Rouxel Jean - mercredi 24 juin 2009
Lundi 22 juin, le Parlement se réunissait en congrès à Versailles. Pour la première fois, il s’agissait de permettre au chef de l’État de parler devant les parlementaires, selon ce que la révision constitutionnelle de juillet dernier a permis.

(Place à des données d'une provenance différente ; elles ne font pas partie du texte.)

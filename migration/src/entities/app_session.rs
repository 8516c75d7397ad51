//! App session entity, one row per app launch

use sea_orm::entity::prelude::*;

#[derive(Clone, Debug, PartialEq, DeriveEntityModel)]
#[sea_orm(table_name = "app_sessions")]
pub struct Model {
    #[sea_orm(primary_key, auto_increment = false)]
    pub session_id: String,
    pub user_id_hash: String,
    pub timestamp: DateTimeUtc,

    // 设备信息
    pub device_model: Option<String>,
    pub device_brand: Option<String>,
    pub device_manufacturer: Option<String>,
    pub device_id_hash: Option<String>,
    pub screen_width: Option<i32>,
    pub screen_height: Option<i32>,
    pub screen_density: Option<f64>,
    /// JSON array of ABI names, serialized as text
    #[sea_orm(column_type = "Text", nullable)]
    pub supported_abis: Option<String>,

    // 系统信息
    pub os_name: Option<String>,
    pub os_version: Option<String>,
    pub api_level: Option<i32>,
    pub kernel_version: Option<String>,

    // 应用信息
    pub app_version: Option<String>,
    pub app_build_number: Option<String>,
    pub package_name: Option<String>,
    pub is_first_launch: Option<bool>,
    pub install_source: Option<String>,
    pub launch_count: Option<i32>,

    // 网络信息
    pub network_type: Option<String>,
    pub carrier_name: Option<String>,
    pub ip_address: Option<String>,

    // 区域设置
    pub locale_language: Option<String>,
    pub locale_country: Option<String>,
    pub timezone: Option<String>,
    pub timezone_offset: Option<f64>,
    pub currency: Option<String>,

    // 性能指标
    pub startup_time_ms: Option<i64>,
    pub memory_usage_mb: Option<f64>,
    pub available_storage_gb: Option<f64>,

    // IP 地理位置（全部为空或全部有值）
    pub geo_country: Option<String>,
    pub geo_region: Option<String>,
    pub geo_city: Option<String>,
    pub geo_latitude: Option<f64>,
    pub geo_longitude: Option<f64>,

    pub received_at: DateTimeUtc,
}

#[derive(Copy, Clone, Debug, EnumIter, DeriveRelation)]
pub enum Relation {}

impl ActiveModelBehavior for ActiveModel {}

Bien des polémiques ont déjà eu lieu l’année dernière. Disons-le tout net, les craintes de la gauche sur la séparation des pouvoirs sont absurdes. De deux choses l’une. Soit on considère que le rôle du Président empêche le bon fonctionnement du parlement, mais alors il faut revenir sur le dispositif institutionnel de 1958 (notamment sur la limitation des pouvoirs parlementaires, sur l’élection au suffrage universel du chef de l’État et sur le quinquennat). Soit on considère que le dispositif institutionnel de la Ve République ne pose pas de problème, mais alors on voit mal en quoi le fait que Nicolas Sarkozy présente sa politique devant les parlementaires changerait quoi que ce soit.

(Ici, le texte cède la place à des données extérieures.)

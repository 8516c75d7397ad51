//! Request ID middleware
//!
//! 为每个请求分配唯一 ID，注入到 tracing span 中，并通过 `X-Request-ID` 返回。
//! 上游代理已带合法的 `X-Request-ID` 时沿用，便于跨服务追踪。

use actix_service::{Service, Transform};
use actix_web::{
    Error, HttpMessage,
    dev::{ServiceRequest, ServiceResponse},
    http::header::{HeaderName, HeaderValue},
};
use futures_util::future::{LocalBoxFuture, Ready, ready};
use std::rc::Rc;
use tracing::{Instrument, info_span};
use uuid::Uuid;

const REQUEST_ID_HEADER: &str = "x-request-id";
const MAX_INBOUND_ID_LEN: usize = 128;

/// 请求 ID 类型，可从 request extensions 中提取
#[derive(Clone, Debug)]
pub struct RequestId(pub String);

/// 上游传入的 ID 只接受短的可见 ASCII
fn inbound_request_id(req: &ServiceRequest) -> Option<String> {
    req.headers()
        .get(REQUEST_ID_HEADER)
        .and_then(|h| h.to_str().ok())
        .map(str::trim)
        .filter(|id| {
            !id.is_empty()
                && id.len() <= MAX_INBOUND_ID_LEN
                && id.bytes().all(|b| b.is_ascii_graphic())
        })
        .map(String::from)
}

/// Request ID 中间件工厂
#[derive(Clone, Default)]
pub struct RequestIdMiddleware;

impl<S, B> Transform<S, ServiceRequest> for RequestIdMiddleware
where
    S: Service<ServiceRequest, Response = ServiceResponse<B>, Error = Error> + 'static,
    B: 'static,
{
    type Response = ServiceResponse<B>;
    type Error = Error;
    type InitError = ();
    type Transform = RequestIdService<S>;
    type Future = Ready<Result<Self::Transform, Self::InitError>>;

    fn new_transform(&self, service: S) -> Self::Future {
        ready(Ok(RequestIdService {
            service: Rc::new(service),
        }))
    }
}

pub struct RequestIdService<S> {
    service: Rc<S>,
}

impl<S, B> Service<ServiceRequest> for RequestIdService<S>
where
    S: Service<ServiceRequest, Response = ServiceResponse<B>, Error = Error> + 'static,
    B: 'static,
{
    type Response = ServiceResponse<B>;
    type Error = Error;
    type Future = LocalBoxFuture<'static, Result<Self::Response, Self::Error>>;

    fn poll_ready(
        &self,
        ctx: &mut std::task::Context<'_>,
    ) -> std::task::Poll<Result<(), Self::Error>> {
        self.service.poll_ready(ctx)
    }

    fn call(&self, req: ServiceRequest) -> Self::Future {
        let srv = self.service.clone();

        let request_id = inbound_request_id(&req).unwrap_or_else(|| Uuid::new_v4().to_string());
        req.extensions_mut().insert(RequestId(request_id.clone()));

        let span = info_span!(
            "request",
            request_id = %request_id,
            method = %req.method(),
            path = %req.path(),
        );

        Box::pin(
            async move {
                let mut response = srv.call(req).await?;

                if let Ok(value) = HeaderValue::from_str(&request_id) {
                    response
                        .headers_mut()
                        .insert(HeaderName::from_static(REQUEST_ID_HEADER), value);
                }

                Ok(response)
            }
            .instrument(span),
        )
    }
}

Que les communistes et une partie des écologistes refusent de siéger, ce n’est donc que du folklore politicien. Tout ce que cela prouve, c’est que ces braves gens – qui n’ont que le respect de la « légalité républicaine » à la bouche – ne se sentent pas liés par la constitution actuelle. Dont acte.
En revanche, une autre polémique me semble plus intéressante : celle du coût de cette réunion. Bernard Accoyer, président de l’Assemblée nationale, a évoqué le chiffre de 400 000 euros pour cette journée de congrès, ajoutant : « C’est le coût d’une démocratie qui fonctionne normalement. »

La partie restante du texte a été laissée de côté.